Condition(s) targeted: Type 2 Diabetes
Intervention: Glimepiride (Drug); glyburide (Drug); glucose clamp (Other); glucose clamp (Other)
Phase: N/A
Status: Active, not recruiting
Sponsored by: Vanderbilt University Official(s) and/or principal investigator(s): Stephen N. Davis, MD, Principal Investigator, Affiliation: Vanderbilt University
Summary
This study will look at two FDA approved medications that improve how the pancreas works in
patients with Type 2 Diabetes. In order to understand how these medications work in patients
with diabetes we must first measure the normal response in healthy volunteers without
diabetes. We will be looking at the body's normal physiological response to low blood sugar
and whether this will be modified by these medicationsThe hypothesis would be that
glimepiride induced insulin secretion will be inhibited by hypoglycemia.
Clinical Details
Official title: Glimepiride Induced Insulin Secretion Will be Inhibited by Hypoglycemia
Study design: Other, Randomized, Single Blind (Subject), Factorial Assignment
Primary outcome: catecholamines
Detailed description:
In patients with type 2 diabetes, sulfonylurea drugs are a mainstay for effective glucose
control. These agents produce their hypoglycemic effects via stimulation of endogenous
insulin secretion. Oversecretion of insulin, per se, or a continued relative increase of the
hormone even when plasma glucose is normal will result in hypoglycemia. This latter
situation commonly occurs if a patient decides to omit, delay, or reduce the size of a meal.

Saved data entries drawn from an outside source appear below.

//! Use cases: delete one card, or empty a whole section.

use tracing::{info, instrument};

use sb_core::ids::EntityId;

use crate::state::{Section, SharedWorkspace};

#[derive(Debug, thiserror::Error, PartialEq, Eq)]
#[error("timestamp {id} not found in {section}")]
pub struct RemoveTimestampError {
    pub section: Section,
    pub id: EntityId,
}

/// Remove a single card from the intake list or the board.
///
/// The two sections are independent: removing a card from the board
/// leaves its intake copy alone and vice versa.
pub struct RemoveTimestamp {
    workspace: SharedWorkspace,
}

impl RemoveTimestamp {
    pub fn new(workspace: SharedWorkspace) -> Self {
        Self { workspace }
    }

    #[instrument(name = "usecase.remove_timestamp.execute", skip(self), fields(entity_id = %id))]
    pub async fn execute(&self, section: Section, id: &EntityId) -> Result<(), RemoveTimestampError> {
        let mut ws = self.workspace.lock().await;
        let removed = match section {
            Section::Intake => ws.intake.remove(id).is_some(),
            Section::Board => ws.board.remove(id).is_ok(),
        };

        if !removed {
            return Err(RemoveTimestampError {
                section,
                id: id.clone(),
            });
        }
        info!(%section, "Timestamp removed");
        Ok(())
    }
}

pub struct ClearSection {
    workspace: SharedWorkspace,
}

impl ClearSection {
    pub fn new(workspace: SharedWorkspace) -> Self {
        Self { workspace }
    }

    /// Returns how many cards were removed.
    #[instrument(name = "usecase.clear_section.execute", skip(self))]
    pub async fn execute(&self, section: Section) -> usize {
        let mut ws = self.workspace.lock().await;
        let removed = match section {
            Section::Intake => ws.intake.clear(),
            Section::Board => ws.board.clear(),
        };
        info!(%section, removed, "Section cleared");
        removed
    }
}

#[cfg(test)]
mod tests {
    use super::*;
    use crate::state::Workspace;
    use sb_core::board::TimestampEntity;
    use sb_core::config::AppConfig;

    async fn seeded() -> SharedWorkspace {
        let ws = Workspace::from_config(&AppConfig::default()).into_shared();
        {
            let mut guard = ws.lock().await;
            for id in ["a", "b"] {
                let entity = TimestampEntity::new(EntityId::from(id), "1700000000");
                guard.intake.push(entity.clone());
                guard.board.place_new(entity).unwrap();
            }
        }
        ws
    }

    #[tokio::test]
    async fn test_remove_from_board_keeps_intake_copy() {
        let ws = seeded().await;
        let id = EntityId::from("a");

        RemoveTimestamp::new(ws.clone())
            .execute(Section::Board, &id)
            .await
            .unwrap();

        let guard = ws.lock().await;
        assert!(!guard.board.contains(&id));
        assert!(guard.intake.get(&id).is_some());
        assert_eq!(guard.board.len(), 1);
    }

    #[tokio::test]
    async fn test_remove_twice_reports_missing() {
        let ws = seeded().await;
        let uc = RemoveTimestamp::new(ws);
        let id = EntityId::from("b");

        uc.execute(Section::Intake, &id).await.unwrap();
        let err = uc.execute(Section::Intake, &id).await.unwrap_err();
        assert_eq!(err.section, Section::Intake);
        assert_eq!(err.to_string(), "timestamp b not found in intake");
    }

    #[tokio::test]
    async fn test_clear_only_touches_one_section() {
        let ws = seeded().await;

        assert_eq!(ClearSection::new(ws.clone()).execute(Section::Intake).await, 2);

        let guard = ws.lock().await;
        assert!(guard.intake.is_empty());
        assert_eq!(guard.board.len(), 2);
    }
}
//! Use case: the board container was resized or moved.

use tracing::{debug, instrument};

use sb_core::board::GridDimensions;

use crate::state::SharedWorkspace;

/// Record new container bounds. Placed cards are not relocated; only
/// subsequent placements see the new size.
pub struct ResizeBoard {
    workspace: SharedWorkspace,
}

impl ResizeBoard {
    pub fn new(workspace: SharedWorkspace) -> Self {
        Self { workspace }
    }

    #[instrument(name = "usecase.resize_board.execute", skip(self))]
    pub async fn execute(
        &self,
        width: f64,
        height: f64,
        origin: Option<(f64, f64)>,
    ) -> GridDimensions {
        let mut ws = self.workspace.lock().await;
        ws.board.resize(width, height);
        if let Some((left, top)) = origin {
            ws.board.set_origin(left, top);
        }

        let dims = ws.board.grid_dimensions();
        debug!(rows = dims.rows, cols = dims.cols, "Board resized");
        dims
    }
}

An important defense against hypoglycemia in the above situations is glucose dependent
regulation of insulin secretion. In other words, a low ambient glucose concentration could
regulate the magnitude of the amount of insulin released in response to a sulfonylurea. Thus
during hypoglycemic conditions, the sulfonylurea would result in little or no insulin
secretion, whereas its effects during hyperglycemia would be amplified. Glimepiride and
glyburide are both second-generation sulfonlyurea drugs used commonly for treatment of type 2
diabetes. This study will compare the two and ask the following question:
Is Glimepiride insulin secretion dependent upon glucose concentration in-vivo?
Eligibility
Minimum age: 30 Years.
Maximum age: 60 Years.
Gender(s): Both.
Criteria:
Inclusion Criteria:
- Healthy male and female subjects aged 30-60
- Body Mass Index 21-30 kg/m2
- All potential volunteers will have routine blood test to screen for hepatic, renal,
and hematological abnormalities
- EKG treadmill stress test for volunteers over 40 years of age.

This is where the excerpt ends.